Service Design Project Highlights

Optimizing a service requires studying both user types and the system. Journey maps, as shown below, are an effective tool to connect these elements and summarize research findings.

PerZeption Customer Journey Map

PerZeption offers rapid, self-administrable, and AI-guided vision diagnostics. The results gained via their products have a higher diagnostic resolution than conventional products currently available on the market.

To summarize how the different user types might interact with this digital diagnostic tool, I created this system and journey map. Across the four stages of the process, I outline the system steps along with the wants, opportunities, and pain points of each user type. This map will help potential investors or customers understand the vision for the product across its various use cases.

Summarizing Observations with an Empathy Map

A major part of our user research for the map involved natural observation during beta testing sessions of PerZeption’s Find exam at Northeastern’s psychology lab. As the team’s user experience researcher, I attended these sessions to assess how participants responded to and navigated the exam’s current MATLAB-based UI and the overall structure of the exam.

Although the observed studies were limited to college-aged students, the research gave us valuable insights into the user experience and allowed us to see firsthand the PerZeption difference. These insights informed our design of both the webpage and the brand, helping us develop a clearer image of the users and the mission we were designing for."

With these observations in mind and my personal experience of taking the full 2-3 hour test, we combined our key takeaways into an empathy map.

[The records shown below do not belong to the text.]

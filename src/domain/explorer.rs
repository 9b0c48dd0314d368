//! Trade-level exploration, CSV export rows and fee impact.

use std::cmp::Ordering;

use super::aggregate::{self, net_pnls, win_rate_pct};
use super::error::DashboardError;
use super::sentiment::Sentiment;
use super::stats::{self, present};
use super::trade::{Side, TradeRecord};

pub const DEFAULT_EXPLORER_ROWS: usize = 10;

pub const EXPORT_HEADERS: [&str; 9] = [
    "Timestamp IST",
    "Sentiment",
    "Side",
    "Size USD",
    "Closed PnL",
    "Fee",
    "Net PnL",
    "PnL %",
    "Session",
];

pub const TIMESTAMP_FORMAT: &str = "%d-%m-%Y %H:%M";

#[derive(Debug, Clone, Copy, PartialEq, Eq, Default)]
pub enum SideView {
    #[default]
    All,
    Only(Side),
}

#[derive(Debug, Clone, Copy, PartialEq, Eq, Default)]
pub enum SortKey {
    #[default]
    NetPnl,
    Size,
    Fee,
    PnlPercentage,
}

impl SortKey {
    pub const ALL: [SortKey; 4] = [
        SortKey::NetPnl,
        SortKey::Size,
        SortKey::Fee,
        SortKey::PnlPercentage,
    ];

    pub fn slug(self) -> &'static str {
        match self {
            SortKey::NetPnl => "net_pnl",
            SortKey::Size => "size",
            SortKey::Fee => "fee",
            SortKey::PnlPercentage => "pnl_pct",
        }
    }

    pub fn label(self) -> &'static str {
        match self {
            SortKey::NetPnl => "Net PnL",
            SortKey::Size => "Size USD",
            SortKey::Fee => "Fee",
            SortKey::PnlPercentage => "PnL %",
        }
    }

    fn value(self, trade: &TradeRecord) -> Option<f64> {
        match self {
            SortKey::NetPnl => trade.net_pnl,
            SortKey::Size => trade.size_usd,
            SortKey::Fee => trade.fee,
            SortKey::PnlPercentage => trade.pnl_percentage(),
        }
    }
}

#[derive(Debug, Clone, PartialEq)]
pub struct ExplorerOptions {
    /// Minimum absolute net PnL; zero disables the threshold.
    pub min_pnl: f64,
    pub side: SideView,
    pub sort: SortKey,
    pub rows: usize,
}

impl Default for ExplorerOptions {
    fn default() -> Self {
        Self {
            min_pnl: 0.0,
            side: SideView::All,
            sort: SortKey::NetPnl,
            rows: DEFAULT_EXPLORER_ROWS,
        }
    }
}

impl ExplorerOptions {
    /// Read `min_pnl`, `side_view`, `sort` and `rows` from query pairs.
    pub fn from_pairs(pairs: &[(String, String)], default_rows: usize) -> Result<Self, DashboardError> {
        let mut opts = ExplorerOptions {
            rows: default_rows,
            ..Default::default()
        };
        for (key, value) in pairs {
            let value = value.trim();
            if value.is_empty() {
                continue;
            }
            match key.as_str() {
                "min_pnl" => {
                    let v: f64 = value.parse().map_err(|_| {
                        DashboardError::invalid_filter("min_pnl", format!("'{}' is not a number", value))
                    })?;
                    if !v.is_finite() || v < 0.0 {
                        return Err(DashboardError::invalid_filter("min_pnl", "must be zero or more"));
                    }
                    opts.min_pnl = v;
                }
                "side_view" => {
                    opts.side = if value.eq_ignore_ascii_case("all") {
                        SideView::All
                    } else {
                        SideView::Only(
                            value
                                .parse::<Side>()
                                .map_err(|e| DashboardError::invalid_filter("side_view", e))?,
                        )
                    };
                }
                "sort" => {
                    opts.sort = SortKey::ALL
                        .into_iter()
                        .find(|k| k.slug() == value)
                        .ok_or_else(|| {
                            DashboardError::invalid_filter(
                                "sort",
                                format!("expected net_pnl, size, fee or pnl_pct, got '{}'", value),
                            )
                        })?;
                }
                "rows" => {
                    opts.rows = match value.parse::<usize>() {
                        Ok(n) if n > 0 => n,
                        _ => {
                            return Err(DashboardError::invalid_filter(
                                "rows",
                                "must be a positive integer",
                            ));
                        }
                    };
                }
                _ => {}
            }
        }
        Ok(opts)
    }

    pub fn matches(&self, trade: &TradeRecord) -> bool {
        if self.min_pnl > 0.0 && !trade.magnitude().is_some_and(|m| m >= self.min_pnl) {
            return false;
        }
        match self.side {
            SideView::All => true,
            SideView::Only(side) => trade.side == Some(side),
        }
    }
}

/// The explorer view: threshold and side applied, sorted descending by the
/// chosen key with missing values last. Ties keep ledger order.
pub fn explore<'a>(trades: &[&'a TradeRecord], opts: &ExplorerOptions) -> Vec<&'a TradeRecord> {
    let mut view: Vec<&'a TradeRecord> = trades.iter().copied().filter(|t| opts.matches(t)).collect();
    view.sort_by(|a, b| match (opts.sort.value(a), opts.sort.value(b)) {
        (Some(x), Some(y)) => y.total_cmp(&x),
        (Some(_), None) => Ordering::Less,
        (None, Some(_)) => Ordering::Greater,
        (None, None) => Ordering::Equal,
    });
    view
}

#[derive(Debug, Clone, PartialEq)]
pub struct ExplorerSummary {
    pub count: usize,
    pub total_pnl: f64,
    pub avg_pnl: Option<f64>,
    pub win_rate: f64,
    pub total_fees: f64,
}

impl ExplorerSummary {
    pub fn compute(view: &[&TradeRecord]) -> Self {
        let pnl = net_pnls(view);
        let wins = view.iter().filter(|t| t.is_profitable).count();
        Self {
            count: view.len(),
            total_pnl: stats::sum(&pnl),
            avg_pnl: stats::mean(&pnl),
            win_rate: win_rate_pct(wins, view.len()),
            total_fees: stats::sum(&present(view.iter().map(|t| t.fee))),
        }
    }
}

/// One export line in [`EXPORT_HEADERS`] order; missing values are empty.
pub fn export_record(trade: &TradeRecord) -> Vec<String> {
    let num = |v: Option<f64>| v.map(|x| x.to_string()).unwrap_or_default();
    vec![
        trade.timestamp.format(TIMESTAMP_FORMAT).to_string(),
        trade.sentiment.label().to_string(),
        trade.side.map(|s| s.label().to_string()).unwrap_or_default(),
        num(trade.size_usd),
        num(trade.closed_pnl),
        num(trade.fee),
        num(trade.net_pnl),
        num(trade.pnl_percentage()),
        trade.session.label().to_string(),
    ]
}

#[derive(Debug, Clone, PartialEq)]
pub struct FeeCohort {
    pub count: usize,
    pub avg_fee_ratio: Option<f64>,
    pub avg_net_pnl: Option<f64>,
    pub win_rate: f64,
}

impl FeeCohort {
    fn compute(trades: &[&TradeRecord]) -> Self {
        let wins = trades.iter().filter(|t| t.is_profitable).count();
        Self {
            count: trades.len(),
            avg_fee_ratio: stats::mean(&present(trades.iter().map(|t| t.fee_ratio()))),
            avg_net_pnl: stats::mean(&net_pnls(trades)),
            win_rate: win_rate_pct(wins, trades.len()),
        }
    }
}

#[derive(Debug, Clone, PartialEq)]
pub struct FeeAnalysis {
    pub total_fees: f64,
    /// Sum of closed PnL before fees.
    pub gross_profit: f64,
    /// Fees as a percentage of gross profit; undefined at zero gross profit.
    pub fee_pct_of_profit: Option<f64>,
    pub fees_by_sentiment: Vec<(Sentiment, f64)>,
    /// Mean fee ratio in percent, per bucket.
    pub fee_ratio_by_sentiment: Vec<(Sentiment, Option<f64>)>,
    /// Trades whose fee ratio is above the 75th percentile.
    pub high_fee: Option<FeeCohort>,
    /// Trades whose fee ratio is at or below the 25th percentile.
    pub low_fee: Option<FeeCohort>,
}

impl FeeAnalysis {
    pub fn compute(trades: &[&TradeRecord]) -> Self {
        let total_fees = stats::sum(&present(trades.iter().map(|t| t.fee)));
        let gross_profit = stats::sum(&present(trades.iter().map(|t| t.closed_pnl)));

        let groups = aggregate::group_by(trades, |t| Some(t.sentiment));
        let fees_by_sentiment = Sentiment::ALL
            .iter()
            .map(|s| {
                let fees = groups
                    .get(s)
                    .map(|g| stats::sum(&present(g.iter().map(|t| t.fee))))
                    .unwrap_or(0.0);
                (*s, fees)
            })
            .collect();
        let fee_ratio_by_sentiment = Sentiment::ALL
            .iter()
            .map(|s| {
                let ratio = groups
                    .get(s)
                    .and_then(|g| stats::mean(&present(g.iter().map(|t| t.fee_ratio()))));
                (*s, ratio)
            })
            .collect();

        let ratios = present(trades.iter().map(|t| t.fee_ratio()));
        let cohort = |pred: &dyn Fn(f64) -> bool| {
            let members: Vec<&TradeRecord> = trades
                .iter()
                .copied()
                .filter(|t| t.fee_ratio().is_some_and(pred))
                .collect();
            FeeCohort::compute(&members)
        };
        let high_fee = stats::quantile(&ratios, 0.75).map(|q75| cohort(&|r| r > q75));
        let low_fee = stats::quantile(&ratios, 0.25).map(|q25| cohort(&|r| r <= q25));

        Self {
            total_fees,
            gross_profit,
            fee_pct_of_profit: stats::safe_ratio(total_fees, gross_profit).map(|r| r * 100.0),
            fees_by_sentiment,
            fee_ratio_by_sentiment,
            high_fee,
            low_fee,
        }
    }
}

Sorting the Customer Base into 3 Personas

From the more general starting point of the empathy map, I developed three unique personas that embody the disparate use cases and concerns of the user base.

Each persona embodies a different set of key differences in our user population:

  1. At-home vs in-office scenarios

  2. Consistent vision testing needs vs annual checkups

  3. Visual impairment vs those without impairment

  4. Children vs adults

The PerZeption Difference

With a better understanding of the user experience, I compiled key points highlighting PerZeption's strengths over traditional testing methods. This list is featured on the company’s landing page to outline the "PerZeption Difference."

PlayerFirst Data Walk

As PlayerFirst, an athletics management platform, looked toward the future of its apps and website, I developed this journey map to illustrate how user data would be collected and utilized to provide actionable insights.

This map supports a key company initiative to enhance data collection, enabling PlayerFirst to better serve and guide administrators, parents, and athletes in managing athletic programs. Each step in the journey is tailored based on the specific sport, program type, and user role.

Adding Interactivity for Stakeholders

Given the many variations required to accommodate journeys tailored to each sport, program, and user type, I developed an interactive version of the data walk. This interactive format allows stakeholders to seamlessly navigate to their specific journey of interest and open image assets in a modal for relevant steps.

FarmHand Customer Journey

FarmHand is a proposed web solution that enables farmers to sell their produce digitally, often through recurring CSA bundles, strengthening the communication between farmers and customers.

Created as a team of student designers through interviews and surveys, the customer journey map visualizes the actions and emotions pertaining to both farmers and customers at each of the four phases of the platform's overarching process.

DSW Online Customer Journey

DSW is leading online shoe provider. This journey map outlines the customer experience of choosing, purchasing, and receiving shoes with their site.

The map highlights the actions and emotions of both of the customer and backstage actors.

Systems Thinking Workbook

This 54-page workbook details my exploration into example systems that surround design, technology, human behavior, and beyond.

The piece heavily considers how design process in itself is a system and how designers can leverage this heuristic to meet careful problem analysis with holistically considered intervention.